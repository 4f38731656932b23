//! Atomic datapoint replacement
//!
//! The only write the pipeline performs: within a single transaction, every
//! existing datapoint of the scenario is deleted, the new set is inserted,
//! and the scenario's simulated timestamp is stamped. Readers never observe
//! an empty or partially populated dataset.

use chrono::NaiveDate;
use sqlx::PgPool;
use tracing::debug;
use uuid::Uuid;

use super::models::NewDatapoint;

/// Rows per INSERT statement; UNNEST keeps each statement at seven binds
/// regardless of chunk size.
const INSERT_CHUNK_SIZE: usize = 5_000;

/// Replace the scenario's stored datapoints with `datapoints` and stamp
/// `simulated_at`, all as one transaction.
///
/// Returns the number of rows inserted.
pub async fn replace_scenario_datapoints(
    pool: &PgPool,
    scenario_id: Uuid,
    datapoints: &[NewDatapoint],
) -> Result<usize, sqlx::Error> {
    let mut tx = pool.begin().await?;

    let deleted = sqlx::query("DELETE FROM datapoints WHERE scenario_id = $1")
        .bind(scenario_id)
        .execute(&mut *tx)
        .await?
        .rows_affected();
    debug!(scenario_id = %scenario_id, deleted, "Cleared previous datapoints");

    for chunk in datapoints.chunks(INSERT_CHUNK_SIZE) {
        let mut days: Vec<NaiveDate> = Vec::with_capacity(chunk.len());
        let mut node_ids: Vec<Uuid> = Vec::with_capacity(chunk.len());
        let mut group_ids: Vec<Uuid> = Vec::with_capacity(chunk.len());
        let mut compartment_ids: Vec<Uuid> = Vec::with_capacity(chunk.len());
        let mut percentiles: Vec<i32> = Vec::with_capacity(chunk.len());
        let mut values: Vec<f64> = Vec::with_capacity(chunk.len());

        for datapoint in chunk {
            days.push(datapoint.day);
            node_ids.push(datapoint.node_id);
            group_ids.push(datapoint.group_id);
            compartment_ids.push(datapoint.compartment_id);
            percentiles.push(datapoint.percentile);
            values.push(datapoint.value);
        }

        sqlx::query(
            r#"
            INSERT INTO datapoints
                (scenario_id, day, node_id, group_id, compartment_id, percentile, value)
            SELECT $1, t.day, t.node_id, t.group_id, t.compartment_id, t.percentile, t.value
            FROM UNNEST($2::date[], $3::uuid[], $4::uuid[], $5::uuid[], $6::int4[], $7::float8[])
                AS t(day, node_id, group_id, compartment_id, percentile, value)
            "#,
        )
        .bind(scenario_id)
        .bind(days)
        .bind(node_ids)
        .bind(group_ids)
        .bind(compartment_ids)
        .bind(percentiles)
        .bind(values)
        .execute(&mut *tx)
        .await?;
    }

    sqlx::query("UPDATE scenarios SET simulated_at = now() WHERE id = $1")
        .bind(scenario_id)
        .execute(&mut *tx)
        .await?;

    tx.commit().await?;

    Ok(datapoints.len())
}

● ● ●

§ **Assigned task**: Pull every line containing the word "query" out of the listing.

§ **Final answer**:
    let deleted = sqlx::query("DELETE FROM datapoints WHERE scenario_id = $1")
        sqlx::query(
    sqlx::query("UPDATE scenarios SET simulated_at = now() WHERE id = $1")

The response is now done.